In the course of the twentieth century, Ghana’s forested land area shrank from 8.2 million to 1.6 million hectares.
According to the FAO 1990 report, the forest of Ghana is decreasing at a rate of 1.3 percent per year, as stated by Mr Wilson Owusu-Asare, the Akyem Oda District Forestry Manager.
Rapid population expansion, according to Mr.

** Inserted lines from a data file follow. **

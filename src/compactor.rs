use std::sync::Arc;
use std::time::Duration;

use tracing::{info, warn};

use crate::ledger::Ledger;

const CHECK_INTERVAL: Duration = Duration::from_secs(30);

/// Compact the ledger's WAL whenever `threshold` appends have piled up.
/// Returns true if a compaction ran.
pub async fn compact_if_needed(ledger: &Ledger, threshold: u64) -> bool {
    let appends = ledger.wal_appends_since_compact().await;
    if appends < threshold {
        return false;
    }
    match ledger.compact_wal().await {
        Ok(()) => {
            metrics::counter!(crate::observability::WAL_COMPACTIONS_TOTAL).increment(1);
            info!(
                "compacted WAL after {appends} appends ({} bookings)",
                ledger.booking_count()
            );
            true
        }
        Err(e) => {
            warn!("WAL compaction failed: {e}");
            false
        }
    }
}

/// Background task running `compact_if_needed` on a fixed interval.
pub async fn run_compactor(ledger: Arc<Ledger>, threshold: u64) {
    let mut interval = tokio::time::interval(CHECK_INTERVAL);
    loop {
        interval.tick().await;
        compact_if_needed(&ledger, threshold).await;
    }
}
use std::path::PathBuf;

use crate::booking::OverlapPolicy;

/// Process settings, read once from `STAYCHAIN_*` environment variables.
#[derive(Debug, Clone)]
pub struct Config {
    pub bind: String,
    pub port: u16,
    pub data_dir: PathBuf,
    pub max_connections: usize,
    pub compact_threshold: u64,
    pub metrics_port: Option<u16>,
    pub overlap_policy: OverlapPolicy,
}

impl Default for Config {
    fn default() -> Self {
        Self {
            bind: "0.0.0.0".into(),
            port: 8000,
            data_dir: PathBuf::from("./data"),
            max_connections: 256,
            compact_threshold: 1000,
            metrics_port: None,
            overlap_policy: OverlapPolicy::default(),
        }
    }
}

impl Config {
    pub fn from_env() -> Result<Self, String> {
        Self::from_lookup(|key| std::env::var(key).ok())
    }

    /// Build from any key lookup. Unparseable numbers fall back to defaults;
    /// an unknown overlap policy is an error.
    pub fn from_lookup(lookup: impl Fn(&str) -> Option<String>) -> Result<Self, String> {
        let defaults = Self::default();
        let overlap_policy = match lookup("STAYCHAIN_OVERLAP_POLICY") {
            Some(raw) => raw.parse::<OverlapPolicy>()?,
            None => defaults.overlap_policy,
        };
        Ok(Self {
            bind: lookup("STAYCHAIN_BIND").unwrap_or(defaults.bind),
            port: lookup("STAYCHAIN_PORT")
                .and_then(|s| s.parse().ok())
                .unwrap_or(defaults.port),
            data_dir: lookup("STAYCHAIN_DATA_DIR")
                .map(PathBuf::from)
                .unwrap_or(defaults.data_dir),
            max_connections: lookup("STAYCHAIN_MAX_CONNECTIONS")
                .and_then(|s| s.parse().ok())
                .unwrap_or(defaults.max_connections),
            compact_threshold: lookup("STAYCHAIN_COMPACT_THRESHOLD")
                .and_then(|s| s.parse().ok())
                .unwrap_or(defaults.compact_threshold),
            metrics_port: lookup("STAYCHAIN_METRICS_PORT").and_then(|s| s.parse().ok()),
            overlap_policy,
        })
    }

    pub fn wal_path(&self) -> PathBuf {
        self.data_dir.join("bookings.wal")
    }

    pub fn addr(&self) -> String {
        format!("{}:{}", self.bind, self.port)
    }
}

Owusu-Asare, who presented a paper at the Forest Plantation Development Programme Workshop hosted by SWAM Ghana Limited in Akyem Oda, has led to a surge in demand for forest products.
There is a Sierra Leonean mining firm called SWAM Ghana limited that wants to build private plantations in Ghana.
Clearing for agriculture, unsustainable timber logging, urban and industrial growth, exploitation for fuel wood and other domestic uses, frequent yearly forest fires, surface mining, and so on were all cited as major contributors to the depletion of the world’s forests.
The forest’s declining health is reflected in the growing gap between supply and demand for wood and wood products.
While the export-focused wood sector has an established capacity of 3.7 million cubic metres, “Ghana’s forest and timber resources can only sustain an annual allowable cut of one million cubic metres of timber.”
About three million cubic metres of local wood consumption is expected by 2020, Mr. Owusu-Asare said, which will lead to a loss of biodiversity, unpredictable rainfall, the drying up of streams and rivers, extreme weather, and the “savannisation” of the forest area.
According to him, the ever-increasing need for wood for both home and industrial uses would seem to be met by plantations, which had a better yield per hectare than the wild forest and were species, which had fast growth.
According to Mr. Owusu-Asare, the project’s goal is to encourage the private sector to contribute 20,000 hectares annually to expanding Ghana’s forest cover over the next decade.
It aims to increase agricultural output, which in turn will increase food security, as well as create jobs and economic opportunity in rural areas.
Mr. Owusu- Asare has stated that commercial forest plantation in Ghana has a lot of potential due to the country’s favourable climate, terrain, and soils in comparison to other tropical countries.
“Appropriate sustainable forest development aimed at environmental stabilisation and soil improvement, alongside the provision of timber and other locally important forest products, is believed to be a key contribution to development in the country.”
Afterwards, Mr David Sarkwaa Donkor, Managing Director of SWAM Ghana Limited, gave a presentation detailing the daily activities of the Company to the attendees.
He reported that in only four months of business in Ghana, 36.67 hectares of teak plantations had been established in the Akyem Oda and Winneba Forest Districts.